Friday, April 10, 2009

Secret Agents . . . Continued


(continued . . . )

After my third agent, Davey, dumps me--I decide to take a break from writing. Or, rather, the circumstances of my life dictate that I take a break. From 2005-2007 I find myself engaged in a massive moving effort. Not only has my family moved to a new town, but I'm also engaged in moving a congregation. Packing boxes, reviewing building plans, raising funds, setting up, tearing down. It's an all-out effort that drains all of my creative energies and with so many long weeks and evenings dedicated to committees, architects, building plans, and moving trucks, there's nothing left in the tank for writing.

But in March of 2007 I suddenly realize that I can begin writing for a few hours each evening. I get back to work at Old Sparky. One evening, after a fifteen-hour writing session, I take note of the stacks of book proposals and ideas I've accumulated. That night, I tell Becky, "I need an agent."

"You've had agents," she reminds me. "You need a shrink!"

"I'll bet I could get an agent this time by making a single phone call," I boast. "I've got connections."

The next day I work up a plan and settle on an agency that is second-to-none. It's an agency whose voluminous list of best-selling authors have sold, in the past ten years, more than 200 million books. This agency is, indeed, the envy of the agenting world. This sounds like the agency for me, I says to myself.

So I make a call. I tell the receptionist that I am a young, virile, aspiring writer who is looking for THE BEST agency in the world (is it okay to lie?). I run through my list of qualifications and ask if I could speak to the top dog. And, by golly, she actually patches me through to the big dog hisself.

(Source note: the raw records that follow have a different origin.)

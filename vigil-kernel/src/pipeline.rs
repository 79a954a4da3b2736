//! Report pipeline: normalize then validate.
//!
//! Tag, don't reject: a report that fails validation is flagged `rogue`
//! and still flows to the broadcast layer. Partial visibility into a
//! misbehaving reporter beats silent data loss; only persistence is
//! withheld for rogue reports, and that decision belongs to the gateway.

use crate::report::{normalize, CanonicalReport, RawReport};
use crate::validate;
use std::collections::HashMap;
use tracing::warn;

pub struct ReportPipeline {
    latest_version: f64,
}

impl ReportPipeline {
    pub fn new(latest_version: f64) -> Self {
        Self { latest_version }
    }

    /// Always returns a canonical report, whatever the input looked like.
    pub fn process(&self, raw: RawReport, latency: &HashMap<String, f64>) -> CanonicalReport {
        let mut report = normalize(raw, latency);
        match validate::validate_all(&report, self.latest_version) {
            Ok(()) => report.rogue = false,
            Err(violation) => {
                warn!(uuid = %report.uuid, hostname = %report.hostname, "rogue report: {violation}");
                report.rogue = true;
            }
        }
        report
    }
}

#[cfg(test)]
mod tests {
    use super::*;
    use crate::report::Platform;
    use crate::units::DurationParts;
    use serde_json::json;

    const UUID: &str = "9a7b8ccc-0f19-4ab6-93cc-1d7e6f8f9b10";
    const UUID_STRIPPED: &str = "9a7b8ccc0f194ab693cc1d7e6f8f9b10";

    fn windows_sample() -> serde_json::Value {
        json!({
            "uuid": UUID,
            "hostname": "DESKTOP-TEST",
            "platform": "win32",
            "ram": { "total": 8_000_000_000u64, "free": 2_000_000_000u64 },
            "cpu": 30,
            "network": [
                { "tx_sec": 383.0439223697651, "rx_sec": 383.0439223697651 },
                { "tx_sec": 98063.32992849847, "rx_sec": 96748.72318692543 }
            ],
            "disks": [{
                "fs": "C:",
                "type": "NTFS",
                "size": 256_000_000_000u64,
                "used": 120_000_000_000u64,
                "available": 136_000_000_000u64,
                "use": 46.9,
                "mount": "C:"
            }],
            "uptime": 300,
            "reporterUptime": 120,
            "reporterVersion": 0.23,
            "isVirtual": false,
            "timestamp": 1_700_000_000_000u64
        })
    }

    fn process(raw: serde_json::Value, latest: f64) -> CanonicalReport {
        let raw: RawReport = serde_json::from_value(raw).unwrap();
        let mut latency = HashMap::new();
        latency.insert(UUID_STRIPPED.to_string(), 30.0);
        ReportPipeline::new(latest).process(raw, &latency)
    }

    #[test]
    fn test_windows_sample_end_to_end() {
        let report = process(windows_sample(), 0.23);
        assert!(!report.rogue);
        assert_eq!(report.uuid, UUID_STRIPPED);
        assert_eq!(report.platform, Platform::Win32);
        assert_eq!(report.ram.total, 7.45);
        assert_eq!(report.ram.free, 1.86);
        assert_eq!(report.ram.used, 5.59);
        assert_eq!(report.cpu, 30.0);
        assert_eq!(report.network.total_interfaces, 2);
        assert_eq!(report.network.tx_sec, 0.79);
        assert_eq!(report.network.rx_sec, 0.78);
        assert_eq!(report.disks[0].size, 238.42);
        assert_eq!(
            report.uptime.formatted,
            Some(DurationParts { d: 0, h: 0, m: 5, s: 0 })
        );
        assert_eq!(report.ping, 30.0);
    }

    #[test]
    fn test_never_drops_adversarial_input() {
        let mut sample = windows_sample();
        sample["uuid"] = json!("has whitespace in it");
        sample["cpu"] = json!("garbage");
        sample["disks"][0]["size"] = json!(-1);
        let report = process(sample, 0.23);
        assert!(report.rogue);
        // still a full canonical report
        assert_eq!(report.hostname, "DESKTOP-TEST");
        assert_eq!(report.network.total_interfaces, 2);
    }

    #[test]
    fn test_empty_report_is_rogue_not_panic() {
        let report = process(json!({}), 0.23);
        assert!(report.rogue);
    }

    #[test]
    fn test_version_drift_tags_rogue() {
        let mut sample = windows_sample();
        sample["reporterVersion"] = json!(0.25);
        assert!(process(sample, 0.23).rogue);
        assert!(!process(windows_sample(), 0.23).rogue);
    }

    #[test]
    fn test_windows_fs_on_linux_platform_is_rogue() {
        let mut sample = windows_sample();
        sample["platform"] = json!("linux");
        assert!(process(sample, 0.23).rogue);
    }

    #[test]
    fn test_linux_disks_pass_on_linux() {
        let mut sample = windows_sample();
        sample["platform"] = json!("linux");
        sample["disks"] = json!([{
            "fs": "/dev/sda1",
            "type": "ext4",
            "size": 256_000_000_000u64,
            "used": 120_000_000_000u64,
            "available": 136_000_000_000u64,
            "use": 46.9,
            "mount": "/"
        }]);
        assert!(!process(sample, 0.23).rogue);
    }

    #[test]
    fn test_zero_uptime_report() {
        let mut sample = windows_sample();
        sample["uptime"] = json!(0);
        let report = process(sample, 0.23);
        // 0 uptime means "no uptime data" but is still a valid number
        assert!(report.uptime.formatted.is_none());
        assert!(!report.rogue);
    }
}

I talk to this big-name agent (really BIG in the agenting world) and he tells me that he can't take me on (he's too busy with successful writers to worry about losers like me). However, there is another agent in his agency who would love to work with me. I hold then line, then I talk to this other agent for awhile, and he says, "Sure I'll work with you. You sound like just the type of idiot our agency can help." I don't declare my love right away, but I do plan on buying some chocolates later. I wonder if he likes hard centers or cremes.

When I finish the call, I yell upstairs to Becky, "Hey, sugar . . . got myself another agent. Number four! I told you I could do it, sugar! And with just one phone call. Just like Emeril. Baaamm!"

"That's nice, dear," she says. "When you gonna clean these toilets?"